*Data for analysis*:

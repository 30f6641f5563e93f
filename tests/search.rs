//! End-to-end properties of the balancing search.

use proptest::prelude::*;
use u_balance::instance::TaskGenerator;
use u_balance::tabu::{Eviction, Step, TabuConfig, TabuSearch};
use u_balance::{
    fitness, format_result, initial_state, neighbor_count, neighbors, tabu_search, State,
    TabuRunner,
};

const DEMO_TASKS: [u64; 20] = [6, 4, 5, 6, 7, 8, 5, 6, 7, 9, 12, 5, 9, 34, 11, 2, 3, 4, 6, 21];

fn init_logger() {
    let _ = env_logger::builder().is_test(true).try_init();
}

fn assignment() -> impl Strategy<Value = State> {
    prop::collection::vec(prop::collection::vec(1u64..40, 0..5), 1..5)
        .prop_map(|processors| State::from_assignment(processors).unwrap())
}

fn balanced(state: &State) -> bool {
    let p = state.processor_count() as u64;
    state.loads().iter().all(|&load| load * p == state.total_load())
}

#[test]
fn test_demo_instance_improves() {
    init_logger();
    let initial = initial_state(4, &DEMO_TASKS).unwrap();
    let best = tabu_search(4, &DEMO_TASKS, 1000, 100).unwrap();

    assert_eq!(fitness(&initial), 255.0);
    assert!(fitness(&best) < fitness(&initial));
    assert_eq!(best.task_multiset(), initial.task_multiset());
    assert_eq!(best.processor_count(), 4);
}

#[test]
fn test_demo_instance_reaches_known_assignment() {
    init_logger();
    for eviction in [Eviction::Oldest, Eviction::Newest] {
        let config = TabuConfig::default().with_eviction(eviction);
        let best = TabuRunner::run(4, &DEMO_TASKS, &config).unwrap().best;

        assert_eq!(best.tasks(0), &[2, 4, 4, 5, 5, 5, 6, 6, 6], "{eviction:?}");
        assert_eq!(best.tasks(1), &[8, 34], "{eviction:?}");
        assert_eq!(best.tasks(2), &[9, 12, 21], "{eviction:?}");
        assert_eq!(best.tasks(3), &[3, 6, 7, 7, 9, 11], "{eviction:?}");
        assert_eq!(best.loads(), vec![43, 42, 42, 43]);
        assert_eq!(fitness(&best), 2.0);
        assert!(format_result(&best).ends_with("\n\ndelta: 2.0"));
    }
}

#[test]
fn test_demo_instance_is_deterministic() {
    init_logger();
    let config = TabuConfig::default().with_max_iterations(300);
    let first = TabuRunner::run(4, &DEMO_TASKS, &config).unwrap();
    let second = TabuRunner::run(4, &DEMO_TASKS, &config).unwrap();
    assert_eq!(first, second);
    assert_eq!(format_result(&first.best), format_result(&second.best));
}

#[test]
fn test_format_result_layout() {
    let best = tabu_search(4, &DEMO_TASKS, 200, 100).unwrap();
    let text = format_result(&best);
    let lines: Vec<&str> = text.lines().collect();

    assert_eq!(lines.len(), 6);
    for (id, line) in lines.iter().take(4).enumerate() {
        assert!(line.starts_with(&format!("{id}\t|\t[")), "bad line {line:?}");
        assert!(line.ends_with(&format!("\t->\t{}", best.load(id))));
    }
    assert_eq!(lines[4], "");
    assert_eq!(lines[5], format!("delta: {:?}", fitness(&best)));
}

#[test]
fn test_generated_instance_bounded_and_monotonic() {
    init_logger();
    let tasks = TaskGenerator::new(11).generate(25);
    let config = TabuConfig::default().with_max_iterations(150).with_max_size(12);
    let mut search = TabuSearch::new(5, &tasks, config).unwrap();

    let mut previous = search.best_fitness();
    while search.step().unwrap() == Step::Advanced {
        assert!(search.tabu_list().len() <= 12);
        assert!(search.best_fitness() <= previous);
        assert!(search.best_fitness() <= fitness(search.best_candidate()));
        assert_eq!(search.best_candidate().task_multiset(), search.best().task_multiset());
        previous = search.best_fitness();
    }
    assert_eq!(search.iteration(), 150);
}

proptest! {
    #[test]
    fn prop_neighbors_conserve_tasks(state in assignment()) {
        let expected = state.task_multiset();
        let ns = neighbors(&state);
        prop_assert_eq!(ns.len(), neighbor_count(&state));
        prop_assert_eq!(
            ns.len(),
            state.task_count() * (state.processor_count() - 1)
        );
        for n in &ns {
            prop_assert_eq!(n.task_multiset(), expected.clone());
            prop_assert_eq!(n.processor_count(), state.processor_count());
        }
    }

    #[test]
    fn prop_fitness_zero_iff_balanced(state in assignment()) {
        let f = fitness(&state);
        prop_assert!(f >= 0.0);
        prop_assert_eq!(f == 0.0, balanced(&state));
    }

    #[test]
    fn prop_search_invariants(
        processors in 1usize..5,
        tasks in prop::collection::vec(1u64..30, 0..10),
        max_size in 1usize..8,
    ) {
        let config = TabuConfig::default().with_max_iterations(25).with_max_size(max_size);
        let initial = initial_state(processors, &tasks).unwrap();
        let mut search = TabuSearch::new(processors, &tasks, config.clone()).unwrap();

        let mut previous = search.best_fitness();
        while search.step().unwrap() == Step::Advanced {
            prop_assert!(search.tabu_list().len() <= max_size);
            prop_assert!(search.best_fitness() <= previous);
            prop_assert_eq!(search.best_candidate().task_multiset(), initial.task_multiset());
            previous = search.best_fitness();
        }

        let result = search.run().unwrap();
        prop_assert!(result.best_fitness <= fitness(&initial));
        prop_assert_eq!(result.best_fitness, fitness(&result.best));
        prop_assert_eq!(result.best.task_multiset(), initial.task_multiset());

        let again = TabuRunner::run(processors, &tasks, &config).unwrap();
        prop_assert_eq!(again.best, result.best);
    }
}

*To do*: In the records above, find the line containing "prop_assert!(f >= 0.0);"; please retype it and every line after it through the last line, exactly and with nothing else.

*Solution to the exercise*:
        prop_assert!(f >= 0.0);
        prop_assert_eq!(f == 0.0, balanced(&state));
    }

    #[test]
    fn prop_search_invariants(
        processors in 1usize..5,
        tasks in prop::collection::vec(1u64..30, 0..10),
        max_size in 1usize..8,
    ) {
        let config = TabuConfig::default().with_max_iterations(25).with_max_size(max_size);
        let initial = initial_state(processors, &tasks).unwrap();
        let mut search = TabuSearch::new(processors, &tasks, config.clone()).unwrap();

        let mut previous = search.best_fitness();
        while search.step().unwrap() == Step::Advanced {
            prop_assert!(search.tabu_list().len() <= max_size);
            prop_assert!(search.best_fitness() <= previous);
            prop_assert_eq!(search.best_candidate().task_multiset(), initial.task_multiset());
            previous = search.best_fitness();
        }

        let result = search.run().unwrap();
        prop_assert!(result.best_fitness <= fitness(&initial));
        prop_assert_eq!(result.best_fitness, fitness(&result.best));
        prop_assert_eq!(result.best.task_multiset(), initial.task_multiset());

        let again = TabuRunner::run(processors, &tasks, &config).unwrap();
        prop_assert_eq!(again.best, result.best);
    }
}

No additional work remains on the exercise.